Long time, no blog post. It’s been months since I’ve written and if you’re taking the time to read this, you deserve to know why I’ve been quiet.

 

I have a diagnosis.

 

In August 2023—two years after my first miscarriage—I saw a new doctor at a different hospital four hours away from home. My husband and I made the trip down and back and though we were with the doctor for only a couple hours, we left feeling more hopeful than we’d been in a long, long time.

 

The doctor ran the same routine tests and scans that I’ve had done time and time again so she could see the results firsthand, and the fact that she did was life changing. On the same blood test to check thyroid function that’s been run more than once before, she noticed an elevated—but within normal range—number that seemed a little too high for someone of my health. She decided to look deeper with a more complex thyroid panel, which uncovered that I have the autoimmune disease Hashimoto’s.

 

Autoimmune is a disease in which the immune system attacks the body’s healthy cells. With Hashimoto’s, the healthy cells targeted are those of the thyroid. Before my diagnosis, I had no idea how important the thyroid is. It produces hormones that impact nearly every system and process in the body—from regulating growth and brain development to controlling digestive and heart function, a well-working thyroid is critical. Untreated hypothyroidism (the cause of Hashimoto’s) commonly leads to heart disease, nerve damage, infertility and—you guessed it—miscarriage.

 

The doctor prescribed a synthetic hormone medication to offset the hypothyroidism caused by my immune system attacking my thyroid. I was instructed to take it until it balanced my thyroid numbers, then we could try to have a baby for the sixth time—and that I would be on the medication for the rest of my life.

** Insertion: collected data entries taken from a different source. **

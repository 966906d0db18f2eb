//! Engine input validation errors.
//!
//! The engine surfaces exactly one error kind: an argument that is
//! non-finite or outside its numeric domain. Absence of an opportunity
//! (no arbitrage, no Kelly edge) is a value, never an error.

use thiserror::Error;

/// Errors returned by the pricing models when an input violates its domain.
#[derive(Error, Debug, Clone, Copy, PartialEq)]
pub enum EngineError {
    /// A numeric argument was non-finite or out of range.
    #[error("invalid input `{field}`: {reason} (got {value})")]
    InvalidInput {
        /// Name of the offending argument.
        field: &'static str,
        /// The value that was provided.
        value: f64,
        /// Which constraint was violated.
        reason: &'static str,
    },
}

impl EngineError {
    pub(crate) const fn invalid(field: &'static str, value: f64, reason: &'static str) -> Self {
        Self::InvalidInput {
            field,
            value,
            reason,
        }
    }
}

/// Rejects non-finite values.
pub(crate) fn ensure_finite(field: &'static str, value: f64) -> Result<f64, EngineError> {
    if value.is_finite() {
        Ok(value)
    } else {
        Err(EngineError::invalid(field, value, "must be finite"))
    }
}

/// Rejects non-finite and negative values. Zero is allowed.
pub(crate) fn ensure_non_negative(field: &'static str, value: f64) -> Result<f64, EngineError> {
    let value = ensure_finite(field, value)?;
    if value < 0.0 {
        return Err(EngineError::invalid(field, value, "must not be negative"));
    }
    Ok(value)
}

/// Rejects decimal odds that are non-finite or not strictly above 1.0.
pub(crate) fn ensure_decimal_odds(field: &'static str, value: f64) -> Result<f64, EngineError> {
    let value = ensure_finite(field, value)?;
    if value <= 1.0 {
        return Err(EngineError::invalid(field, value, "decimal odds must exceed 1.0"));
    }
    Ok(value)
}
//! Bet ledger types and per-league performance statistics.
//!
//! The engine does not store bets. Callers hand in whatever records they
//! keep and get back settled profit, closing line value and per-league
//! aggregates.

use chrono::{DateTime, Utc};
use rust_decimal::Decimal;
use rust_decimal::prelude::*;
use serde::{Deserialize, Serialize};
use uuid::Uuid;

use super::error::{ensure_decimal_odds, EngineError};
use super::value::closing_line_value;

/// Settlement state of a bet.
#[derive(Debug, Clone, Copy, PartialEq, Eq, Hash, Default, Serialize, Deserialize)]
#[serde(rename_all = "lowercase")]
pub enum BetStatus {
    #[default]
    Pending,
    Won,
    Lost,
    Void,
}

/// A single logged bet.
#[derive(Debug, Clone, PartialEq, Serialize, Deserialize)]
pub struct BetRecord {
    pub id: Uuid,
    pub placed_at: DateTime<Utc>,
    pub league: String,
    pub home_team: String,
    pub away_team: String,
    /// Free-form market label, e.g. "Home Win" or "Over 2.5".
    pub market: String,
    pub stake: Decimal,
    pub odds: f64,
    /// Probability the model gave the selection when the bet was struck.
    pub model_probability: f64,
    /// Kelly fraction recommended at placement, if any.
    pub kelly_recommendation: Option<f64>,
    pub closing_odds: Option<f64>,
    pub clv: Option<f64>,
    pub status: BetStatus,
}

impl BetRecord {
    /// Creates a pending bet with a fresh id.
    ///
    /// # Errors
    /// `InvalidInput` if the odds are not above 1.0.
    pub fn new(
        league: impl Into<String>,
        home_team: impl Into<String>,
        away_team: impl Into<String>,
        market: impl Into<String>,
        stake: Decimal,
        odds: f64,
        model_probability: f64,
    ) -> Result<Self, EngineError> {
        Ok(Self {
            id: Uuid::new_v4(),
            placed_at: Utc::now(),
            league: league.into(),
            home_team: home_team.into(),
            away_team: away_team.into(),
            market: market.into(),
            stake,
            odds: ensure_decimal_odds("odds", odds)?,
            model_probability,
            kelly_recommendation: None,
            closing_odds: None,
            clv: None,
            status: BetStatus::Pending,
        })
    }

    #[must_use]
    pub fn with_kelly_recommendation(mut self, fraction: f64) -> Self {
        self.kelly_recommendation = Some(fraction);
        self
    }

    /// Records the closing price and derives closing line value.
    ///
    /// # Errors
    /// `InvalidInput` if the closing price is not above 1.0.
    pub fn record_closing_odds(&mut self, closing_odds: f64) -> Result<f64, EngineError> {
        let clv = closing_line_value(self.odds, closing_odds)?;
        self.closing_odds = Some(closing_odds);
        self.clv = Some(clv);
        Ok(clv)
    }

    pub fn settle(&mut self, status: BetStatus) {
        self.status = status;
    }

    /// Realized profit: `(odds − 1) · stake` if won, `−stake` if lost,
    /// zero while pending or void.
    pub fn profit(&self) -> Decimal {
        match self.status {
            BetStatus::Won => {
                let odds = Decimal::from_f64(self.odds).unwrap_or(Decimal::ONE);
                ((odds - Decimal::ONE) * self.stake).round_dp(2)
            }
            BetStatus::Lost => -self.stake,
            BetStatus::Pending | BetStatus::Void => Decimal::ZERO,
        }
    }
}

/// Aggregate performance for one league.
#[derive(Debug, Clone, PartialEq, Serialize, Deserialize)]
pub struct LeagueBetStats {
    pub league: String,
    pub total_bets: usize,
    pub won_bets: usize,
    pub lost_bets: usize,
    pub void_bets: usize,
    pub total_stake: Decimal,
    pub total_profit: Decimal,
    /// Percentage of settled win/loss bets that won.
    pub win_rate: f64,
    /// Profit as a percentage of stake.
    pub roi: f64,
    /// Mean closing line value over bets with a closing price.
    pub average_clv: Option<f64>,
}

impl LeagueBetStats {
    fn empty(league: &str) -> Self {
        Self {
            league: league.to_string(),
            total_bets: 0,
            won_bets: 0,
            lost_bets: 0,
            void_bets: 0,
            total_stake: Decimal::ZERO,
            total_profit: Decimal::ZERO,
            win_rate: 0.0,
            roi: 0.0,
            average_clv: None,
        }
    }
}

/// Per-league statistics, leagues in order of first appearance.
pub fn league_stats(bets: &[BetRecord]) -> Vec<LeagueBetStats> {
    let mut stats: Vec<LeagueBetStats> = Vec::new();
    let mut clv_sums: Vec<(f64, usize)> = Vec::new();

    for bet in bets {
        let idx = match stats.iter().position(|s| s.league == bet.league) {
            Some(i) => i,
            None => {
                stats.push(LeagueBetStats::empty(&bet.league));
                clv_sums.push((0.0, 0));
                stats.len() - 1
            }
        };
        let s = &mut stats[idx];

        s.total_bets += 1;
        s.total_stake += bet.stake;
        s.total_profit += bet.profit();
        match bet.status {
            BetStatus::Won => s.won_bets += 1,
            BetStatus::Lost => s.lost_bets += 1,
            BetStatus::Void => s.void_bets += 1,
            BetStatus::Pending => {}
        }
        if let Some(clv) = bet.clv {
            clv_sums[idx].0 += clv;
            clv_sums[idx].1 += 1;
        }
    }

    for (s, (clv_sum, clv_count)) in stats.iter_mut().zip(clv_sums) {
        let settled = s.won_bets + s.lost_bets;
        s.win_rate = if settled > 0 {
            s.won_bets as f64 / settled as f64 * 100.0
        } else {
            0.0
        };
        s.roi = if s.total_stake > Decimal::ZERO {
            (s.total_profit / s.total_stake * Decimal::ONE_HUNDRED)
                .to_f64()
                .unwrap_or(0.0)
        } else {
            0.0
        };
        s.average_clv = (clv_count > 0).then(|| clv_sum / clv_count as f64);
    }

    stats
}

#[cfg(test)]
mod tests {
    use super::*;
    use rust_decimal_macros::dec;

    fn bet(league: &str, stake: Decimal, odds: f64, status: BetStatus) -> BetRecord {
        let mut b = BetRecord::new(league, "H", "A", "Home Win", stake, odds, 0.5).unwrap();
        b.settle(status);
        b
    }

    #[test]
    fn test_profit() {
        assert_eq!(bet("L", dec!(10), 2.5, BetStatus::Won).profit(), dec!(15.00));
        assert_eq!(bet("L", dec!(10), 2.5, BetStatus::Lost).profit(), dec!(-10));
        assert_eq!(bet("L", dec!(10), 2.5, BetStatus::Void).profit(), Decimal::ZERO);
        assert_eq!(bet("L", dec!(10), 2.5, BetStatus::Pending).profit(), Decimal::ZERO);
    }

    #[test]
    fn test_league_stats() {
        let bets = vec![
            bet("Serie A", dec!(10), 2.0, BetStatus::Won),
            bet("Bundesliga", dec!(20), 3.0, BetStatus::Lost),
            bet("Serie A", dec!(10), 2.0, BetStatus::Lost),
            bet("Serie A", dec!(10), 2.0, BetStatus::Void),
        ];
        let stats = league_stats(&bets);
        assert_eq!(stats.len(), 2);
        assert_eq!(stats[0].league, "Serie A");

        let serie_a = &stats[0];
        assert_eq!(serie_a.total_bets, 3);
        assert_eq!(serie_a.void_bets, 1);
        assert_eq!(serie_a.total_stake, dec!(30));
        assert_eq!(serie_a.total_profit, Decimal::ZERO);
        assert!((serie_a.win_rate - 50.0).abs() < 1e-12);
        assert_eq!(serie_a.roi, 0.0);

        let bundesliga = &stats[1];
        assert_eq!(bundesliga.win_rate, 0.0);
        assert!((bundesliga.roi + 100.0).abs() < 1e-12);
    }

    #[test]
    fn test_pending_only_league() {
        let stats = league_stats(&[bet("Süper Lig", dec!(5), 1.9, BetStatus::Pending)]);
        assert_eq!(stats[0].win_rate, 0.0);
        assert_eq!(stats[0].total_profit, Decimal::ZERO);
        assert!(stats[0].average_clv.is_none());
    }

    #[test]
    fn test_closing_odds_sets_clv() {
        let mut b = bet("L", dec!(10), 2.2, BetStatus::Pending);
        let clv = b.record_closing_odds(2.0).unwrap();
        assert!((clv - 0.1).abs() < 1e-12);
        assert_eq!(b.clv, Some(clv));
        assert!(b.record_closing_odds(0.9).is_err());

        let stats = league_stats(&[b]);
        assert!((stats[0].average_clv.unwrap() - 0.1).abs() < 1e-12);
    }

    #[test]
    fn test_rejects_invalid_odds() {
        assert!(BetRecord::new("L", "H", "A", "Draw", dec!(1), 1.0, 0.3).is_err());
    }
}
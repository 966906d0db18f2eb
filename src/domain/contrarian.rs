//! Contrarian team ratings.
//!
//! Scores each team's recent results against the fair odds it was
//! priced at: a win earns `1 − 1/odds`, a draw or loss costs `1/odds`.
//! A team that keeps underperforming its prices runs "cold". The match
//! rating is home minus away, and strongly negative or positive ratings
//! point at the cold side as a contrarian pick.

use serde::{Deserialize, Serialize};

use super::outcome::Outcome;

/// Match rating magnitude beyond which the signal is strong.
pub const STRONG_SIGNAL: f64 = 3.0;

#[derive(Debug, Clone, Copy, PartialEq, Eq, Hash, Serialize, Deserialize)]
pub enum MatchResult {
    Win,
    Draw,
    Loss,
}

/// One past match from a team's perspective.
#[derive(Debug, Clone, Copy, PartialEq, Serialize, Deserialize)]
pub struct HistoricalMatch {
    pub result: MatchResult,
    /// Fair (margin-free) odds the team was priced at before kick-off.
    pub fair_odds: f64,
}

#[derive(Debug, Clone, Copy, PartialEq, Eq, Hash, Serialize, Deserialize)]
#[serde(rename_all = "lowercase")]
pub enum SignalStrength {
    Strong,
    Weak,
    None,
}

#[derive(Debug, Clone, Copy, PartialEq, Serialize, Deserialize)]
pub struct ContrarianSignal {
    pub home_rating: f64,
    pub away_rating: f64,
    /// `home_rating − away_rating`.
    pub match_rating: f64,
    pub strength: SignalStrength,
    /// The cold side, if any.
    pub pick: Option<Outcome>,
}

/// Sum of per-match scores. Zero for an empty history. Matches with
/// non-positive or non-finite odds are skipped.
pub fn team_rating(history: &[HistoricalMatch]) -> f64 {
    history
        .iter()
        .filter(|m| m.fair_odds.is_finite() && m.fair_odds > 0.0)
        .map(|m| match m.result {
            MatchResult::Win => 1.0 - 1.0 / m.fair_odds,
            MatchResult::Draw | MatchResult::Loss => -1.0 / m.fair_odds,
        })
        .sum()
}

/// Contrarian signal for a fixture.
pub fn contrarian_signal(home: &[HistoricalMatch], away: &[HistoricalMatch]) -> ContrarianSignal {
    let home_rating = team_rating(home);
    let away_rating = team_rating(away);
    let match_rating = home_rating - away_rating;

    let (strength, pick) = if match_rating < -STRONG_SIGNAL {
        (SignalStrength::Strong, Some(Outcome::Home))
    } else if match_rating > STRONG_SIGNAL {
        (SignalStrength::Strong, Some(Outcome::Away))
    } else if match_rating < 0.0 {
        (SignalStrength::Weak, Some(Outcome::Home))
    } else if match_rating > 0.0 {
        (SignalStrength::Weak, Some(Outcome::Away))
    } else {
        (SignalStrength::None, None)
    };

    ContrarianSignal {
        home_rating,
        away_rating,
        match_rating,
        strength,
        pick,
    }
}

#[cfg(test)]
mod tests {
    use super::*;

    fn m(result: MatchResult, fair_odds: f64) -> HistoricalMatch {
        HistoricalMatch { result, fair_odds }
    }

    #[test]
    fn test_team_rating() {
        let history = [m(MatchResult::Win, 2.0), m(MatchResult::Loss, 4.0), m(MatchResult::Draw, 5.0)];
        assert!((team_rating(&history) - (0.5 - 0.25 - 0.2)).abs() < 1e-12);
        assert_eq!(team_rating(&[]), 0.0);
    }

    #[test]
    fn test_strong_signal_on_cold_home() {
        let home: Vec<_> = (0..8).map(|_| m(MatchResult::Loss, 1.5)).collect();
        let signal = contrarian_signal(&home, &[]);
        assert!(signal.match_rating < -3.0);
        assert_eq!(signal.strength, SignalStrength::Strong);
        assert_eq!(signal.pick, Some(Outcome::Home));
    }

    #[test]
    fn test_weak_signal_on_cold_away() {
        let away = [m(MatchResult::Loss, 2.0)];
        let signal = contrarian_signal(&[], &away);
        assert!((signal.match_rating - 0.5).abs() < 1e-12);
        assert_eq!(signal.strength, SignalStrength::Weak);
        assert_eq!(signal.pick, Some(Outcome::Away));
    }

    #[test]
    fn test_balanced_has_no_signal() {
        let signal = contrarian_signal(&[], &[]);
        assert_eq!(signal.strength, SignalStrength::None);
        assert_eq!(signal.pick, None);
    }
}
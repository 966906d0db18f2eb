//! Cross-bookmaker arbitrage detection and stake allocation.
//!
//! Takes the best price per outcome across a set of quotes. If the
//! implied probabilities of those best prices sum to less than 1, staking
//! each outcome in proportion to its implied probability returns the same
//! amount whichever result lands.

use rust_decimal::Decimal;
use rust_decimal::prelude::*;
use serde::{Deserialize, Serialize};

use super::outcome::{Outcome, Quote};

/// Best available price for one outcome and who offers it.
#[derive(Debug, Clone, PartialEq, Serialize, Deserialize)]
pub struct BestPrice {
    pub odds: f64,
    pub bookmaker: String,
}

/// Per-outcome stakes.
#[derive(Debug, Clone, Copy, PartialEq, Default, Serialize, Deserialize)]
pub struct Stakes {
    pub home: f64,
    pub draw: f64,
    pub away: f64,
}

impl Stakes {
    pub const fn get(&self, outcome: Outcome) -> f64 {
        match outcome {
            Outcome::Home => self.home,
            Outcome::Draw => self.draw,
            Outcome::Away => self.away,
        }
    }
}

/// Result of scanning a quote set for arbitrage.
#[derive(Debug, Clone, PartialEq, Serialize, Deserialize)]
pub struct ArbitragePlan {
    pub best_home: BestPrice,
    pub best_draw: BestPrice,
    pub best_away: BestPrice,
    /// `Σ 1/best_odds`.
    pub implied_sum: f64,
    pub is_arbitrage: bool,
    /// `(1 − implied_sum) · 100`. Negative when there is no opportunity.
    pub profit_percentage: f64,
    /// Zero for every outcome when there is no arbitrage.
    pub stakes: Stakes,
    pub total_stake: f64,
    pub guaranteed_return: f64,
}

impl ArbitragePlan {
    pub const fn best(&self, outcome: Outcome) -> &BestPrice {
        match outcome {
            Outcome::Home => &self.best_home,
            Outcome::Draw => &self.best_draw,
            Outcome::Away => &self.best_away,
        }
    }

    /// Payout if `outcome` wins: `stake · best_odds`.
    pub fn payout(&self, outcome: Outcome) -> f64 {
        self.stakes.get(outcome) * self.best(outcome).odds
    }

    /// Largest gap between the three outcome payouts. Near zero for a
    /// correctly balanced plan.
    pub fn payout_spread(&self) -> f64 {
        let payouts = Outcome::ALL.map(|o| self.payout(o));
        let max = payouts.iter().copied().fold(f64::MIN, f64::max);
        let min = payouts.iter().copied().fold(f64::MAX, f64::min);
        max - min
    }

    /// Stakes rounded to cents for placing at the bookmaker.
    pub fn rounded_stakes(&self) -> [Decimal; 3] {
        Outcome::ALL.map(|o| {
            Decimal::from_f64(self.stakes.get(o))
                .unwrap_or(Decimal::ZERO)
                .round_dp(2)
        })
    }
}

/// Scans `quotes` for the best price per outcome and, when the book is
/// in arbitrage, splits `investment` across the three outcomes.
///
/// The first bookmaker to offer a maximum keeps it on ties. Returns
/// `None` for an empty quote set or a non-positive investment.
pub fn detect_arbitrage(quotes: &[Quote], investment: f64) -> Option<ArbitragePlan> {
    if quotes.is_empty() || !investment.is_finite() || investment <= 0.0 {
        return None;
    }

    let best_home = best_price(quotes, Outcome::Home)?;
    let best_draw = best_price(quotes, Outcome::Draw)?;
    let best_away = best_price(quotes, Outcome::Away)?;

    let implied = [
        1.0 / best_home.odds,
        1.0 / best_draw.odds,
        1.0 / best_away.odds,
    ];
    let implied_sum: f64 = implied.iter().sum();
    let is_arbitrage = implied_sum < 1.0;
    let profit_percentage = (1.0 - implied_sum) * 100.0;

    let (stakes, total_stake, guaranteed_return) = if is_arbitrage {
        let share = |p: f64| p / implied_sum * investment;
        let stakes = Stakes {
            home: share(implied[0]),
            draw: share(implied[1]),
            away: share(implied[2]),
        };
        let total = stakes.home + stakes.draw + stakes.away;
        (stakes, total, stakes.home * best_home.odds)
    } else {
        (Stakes::default(), 0.0, 0.0)
    };

    Some(ArbitragePlan {
        best_home,
        best_draw,
        best_away,
        implied_sum,
        is_arbitrage,
        profit_percentage,
        stakes,
        total_stake,
        guaranteed_return,
    })
}

/// Highest price for `outcome` across `quotes`, first bookmaker on ties.
pub fn best_price(quotes: &[Quote], outcome: Outcome) -> Option<BestPrice> {
    let mut best: Option<&Quote> = None;
    for quote in quotes {
        if best.is_none_or(|b| quote.odds.get(outcome) > b.odds.get(outcome)) {
            best = Some(quote);
        }
    }
    best.map(|q| BestPrice {
        odds: q.odds.get(outcome),
        bookmaker: q.bookmaker.clone(),
    })
}

#[cfg(test)]
mod tests {
    use super::*;
    use crate::domain::outcome::OddsTriple;

    fn quote(name: &str, h: f64, d: f64, a: f64) -> Quote {
        Quote::new(name, OddsTriple::try_new(h, d, a).unwrap())
    }

    #[test]
    fn test_detects_arbitrage() {
        let quotes = vec![quote("A", 2.10, 3.40, 3.80), quote("B", 2.05, 3.60, 4.10)];
        let plan = detect_arbitrage(&quotes, 1000.0).unwrap();

        assert_eq!(plan.best_home.bookmaker, "A");
        assert_eq!(plan.best_draw.bookmaker, "B");
        assert_eq!(plan.best_away.bookmaker, "B");
        assert!(plan.is_arbitrage);
        assert!((plan.implied_sum - 0.9979).abs() < 1e-4);
        assert!((plan.profit_percentage - 0.21).abs() < 0.01);
        assert!((plan.total_stake - 1000.0).abs() < 1e-9);
        assert!(plan.payout_spread() < 1e-6);
        assert!(plan.guaranteed_return > plan.total_stake);
    }

    #[test]
    fn test_no_arbitrage_zero_stakes() {
        let quotes = vec![quote("A", 2.0, 3.2, 3.6), quote("B", 1.95, 3.3, 3.5)];
        let plan = detect_arbitrage(&quotes, 500.0).unwrap();
        assert!(!plan.is_arbitrage);
        assert!(plan.profit_percentage < 0.0);
        assert_eq!(plan.stakes, Stakes::default());
        assert_eq!(plan.total_stake, 0.0);
        assert_eq!(plan.guaranteed_return, 0.0);
    }

    #[test]
    fn test_first_bookmaker_wins_ties() {
        let quotes = vec![quote("first", 2.0, 3.0, 4.0), quote("second", 2.0, 3.0, 4.0)];
        let plan = detect_arbitrage(&quotes, 100.0).unwrap();
        assert_eq!(plan.best_home.bookmaker, "first");
    }

    #[test]
    fn test_empty_or_bad_investment() {
        assert!(detect_arbitrage(&[], 100.0).is_none());
        let quotes = vec![quote("A", 2.1, 3.6, 4.1)];
        assert!(detect_arbitrage(&quotes, 0.0).is_none());
        assert!(detect_arbitrage(&quotes, f64::NAN).is_none());
    }

    #[test]
    fn test_rounded_stakes() {
        let quotes = vec![quote("A", 2.10, 3.40, 3.80), quote("B", 2.05, 3.60, 4.10)];
        let plan = detect_arbitrage(&quotes, 100.0).unwrap();
        let rounded = plan.rounded_stakes();
        let total: Decimal = rounded.iter().sum();
        assert!((total - Decimal::ONE_HUNDRED).abs() <= Decimal::new(2, 2));
    }
}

I was tired of treating things at surface level. If we know what’s wrong, why would I only medicate the result of the disease instead of treating the issue at its source? So I researched and I read books and I found another doctor—this one, a functional medicine doctor.

 

I won’t get into everything I’ve been doing to put my autoimmune disease into remission for the past 5 months, but I’ll give you an overview. To start, you should know three things have to be present for an autoimmune disease—you must have the gene, you must have intestinal permeability, and there must have been a trigger that kicked the disease into gear. Without any one of those factors, the disease is not active.

 

Of course, we can’t change my genetic makeup and we don’t know what my trigger was, so the most important change I could make was to the intestinal permeability. To heal my intestinal permeability, or “leaky gut” if you will, I’ve removed gluten, dairy, soy, caffeine and alcohol from my diet entirely, and I very much avoid added sugar, corn and nightshades. Intestinal permeability allows things like gluten to seep into the body from the intestines. The immune system recognizes these “foreign invaders,” attacks them, then codes them to be recognized as a threat when they enter the body. The foods I’ve eliminated also cause inflammation inside the body and are difficult to digest. When an autoimmune disease is present, you want things to be as easy for the body as possible so its energy can be spent on the existing problems it needs to correct, not problems added to it.

 

Other things I’m doing to kick Hashimoto’s to the curb are reducing the toxic burden on my body by using nontoxic personal care and household items, monitoring and controlling my blood sugar to decrease the (surprisingly high) number of times my brain sends a cortisol response to something happening in my body—subconsciously sending me into fight or flight every time, learning how my body reacts to things like exercise and stress, killing off a bad bacteria infesting in my gut know as mosaic mimickers, restoring my hormones to normalcy after five consecutive failed pregnancies, prioritizing rest so my body has time to heal, and learning how to breath again. That’s right, at some point during my life, my body has stopped converting oxygen properly, leaving me with very unsteady blood oxygen levels and sending more of that stress hormone, cortisol, coursing through my body. 

 

So that’s where I’ve been for the past 5 months.

 

There’s no telling for how long the disease has been active in my body, but we do know that it’s certainly not helpful during pregnancy. We won’t know if Hashimoto’s is the only answer we’ve been searching for until we’re ready to conceive again, but it is at least a piece to the puzzle we’ve been trying to solve for years. 

 

Get your thyroid levels checked, friend.